Brian Blessed recalls Mike Hodges’ “powerful personality” after his death

Brian Blessed praised Mike Hodges for his “powerful personality” and “brilliant imagination”, following the director’s death at the age of 90.

The British actor, who starred in Hodges’ 1980 cult film Flash Gordon, praised his “great perception” when directing.

Hodges died at his home in Dorset on December 17, his longtime friend and producer of Hodges’ 2003 release I’ll Sleep When I’m Dead, Mike Kaplan, has told various media outlets.

Speaking on BBC Radio 4’s World At One programme, Blessed said of Hodges: ‘(He had) a very powerful personality and a joyful, happy and brilliant imagination.

Mike Hodges and Charlotte Rampling arrive for UK Premiere of I’ll Sleep When I’m Dead (PA)

“(Flash Gordon) is the only film, aside from Henry V with Kenneth Branagh, that I’ve rushed into the studio to start shooting,” he said.

“Hodges (had a) brilliant imagination, but his direction – mind-blowing. Big way, big perception.

“The film was a breath of fresh air.”

A quintessential product of the era, Flash Gordon was a box office hit in the UK and subsequently developed a sizeable cult following worldwide.

Lion Ark Premiere – Raindance Film Festival – London

Brian Blessed recalled Hodges’ “powerful personality” after his death (PA)

Hodges’ directorial debut Get Carter was released in 1971 and starred another of his close friends, Sir Michael Caine.

Shot in north-east England, the hyper-violent film features Caine as Jack, a wheel dealer who travels to Newcastle-upon-Tyne to hunt down the men responsible for killing his brother.

The film received a limited theatrical re-release in May of this year.

Hodges teamed up again with Caine on the acclaimed 1972 crime comedy Pulp, before branching out into the sci-fi genre with his much-loved space opera Flash Gordon.

Hodges again gained acclaim with his 2003 work Croupier, starring Clive Owen in his starring role as an aspiring writer who takes a job as a dealer in a gambling den.

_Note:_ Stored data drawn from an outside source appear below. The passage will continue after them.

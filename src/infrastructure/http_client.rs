//! HTTP client for detail pages
//!
//! Plain GET requests, no script execution. One client (and so one cookie
//! jar) is built per batch. Only a 200 response counts as success; there are
//! no retries, the first failure is final for that title.

#![allow(clippy::uninlined_format_args)]

use async_trait::async_trait;
use reqwest::{Client, ClientBuilder, StatusCode};
use std::time::Duration;
use tracing::{debug, info, warn};
use url::Url;

use crate::domain::{DetailSource, ListingReference};
use crate::infrastructure::config::AppConfig;
use crate::infrastructure::extraction_error::ExtractionError;

/// Configuration for HTTP client behavior
#[derive(Debug, Clone)]
pub struct HttpClientConfig {
    /// Base URL detail references are resolved against
    pub base_url: Url,
    /// User agent string
    pub user_agent: String,
    /// Request timeout; `None` keeps the transport default
    pub timeout: Option<Duration>,
}

impl HttpClientConfig {
    /// Create HttpClientConfig from the application configuration
    pub fn from_app_config(config: &AppConfig) -> Result<Self, url::ParseError> {
        Ok(Self {
            base_url: Url::parse(&config.site.base_url)?,
            user_agent: config.site.user_agent.clone(),
            timeout: config.details.request_timeout(),
        })
    }
}

/// Fetches detail pages for one batch
#[derive(Clone)]
pub struct DetailFetcher {
    client: Client,
    config: HttpClientConfig,
}

impl DetailFetcher {
    /// Create a new fetcher with its own cookie store
    pub fn with_config(config: HttpClientConfig) -> Result<Self, reqwest::Error> {
        let mut builder = ClientBuilder::new()
            .user_agent(&config.user_agent)
            .cookie_store(true)
            .gzip(true)
            .brotli(true);
        if let Some(timeout) = config.timeout {
            builder = builder.timeout(timeout);
        }

        let client = builder.build()?;
        info!("🌐 Detail fetcher ready (base: {})", config.base_url);

        Ok(Self { client, config })
    }


    /// Resolves a listing reference to the absolute detail URL
    pub fn resolve(&self, reference: &ListingReference) -> Result<Url, ExtractionError> {
        reference
            .resolve(&self.config.base_url)
            .map_err(|e| ExtractionError::InvalidReference {
                reference: reference.to_string(),
                reason: e.to_string(),
            })
    }

    /// Single GET of an absolute URL; returns the body on status 200
    pub async fn fetch_html_string(&self, url: &Url) -> Result<String, ExtractionError> {
        debug!("HTTP GET: {}", url);

        let response = self
            .client
            .get(url.clone())
            .send()
            .await
            .map_err(|source| ExtractionError::Request {
                url: url.to_string(),
                source,
            })?;

        let status = response.status();
        if status != StatusCode::OK {
            warn!("Not able to get data for url: {}, status code: {}", url, status);
            return Err(ExtractionError::HttpStatus {
                status: status.as_u16(),
                url: url.to_string(),
            });
        }

        response.text().await.map_err(|source| ExtractionError::Body {
            url: url.to_string(),
            source,
        })
    }
}

#[async_trait]
impl DetailSource for DetailFetcher {
    async fn fetch(&self, reference: &ListingReference) -> Result<String, ExtractionError> {
        let url = self.resolve(reference)?;
        self.fetch_html_string(&url).await
    }
}
//! Application layer - the scrape use case and its user-facing edges
//!
//! Coordinates the domain types and infrastructure services: listing
//! expansion, the detail fan-out, aggregation, and the terminal presentation.

pub mod aggregator;
pub mod input;
pub mod listing_expander;
pub mod pipeline;
pub mod presentation;

// Re-export commonly used items
pub use aggregator::{AggregationReport, Aggregator};
pub use input::{InputError, prompt_search_request};
pub use listing_expander::{ExpandedListing, ExpansionSettings, ExpansionState, ListingExpander, ListingPage};
pub use pipeline::{PipelineError, PipelineReport, PipelineSettings, ScrapePipeline};
pub use presentation::{StatusTicker, TickerSettings, load_status_messages};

The British Film Institute (BFI) has paid homage to Hodges as “versatile, but with a unique style”.

“Hodges was a director of actors whose warmth and generosity were legendary,” wrote the BFI Twitter account.

Sharing a photo of him at the start of filming Flash Gordon online, StudioCanal described him as “a one-of-a-kind director, screenwriter, playwright and novelist.”

“We are deeply saddened to hear of the passing of Mike Hodges,” the company wrote.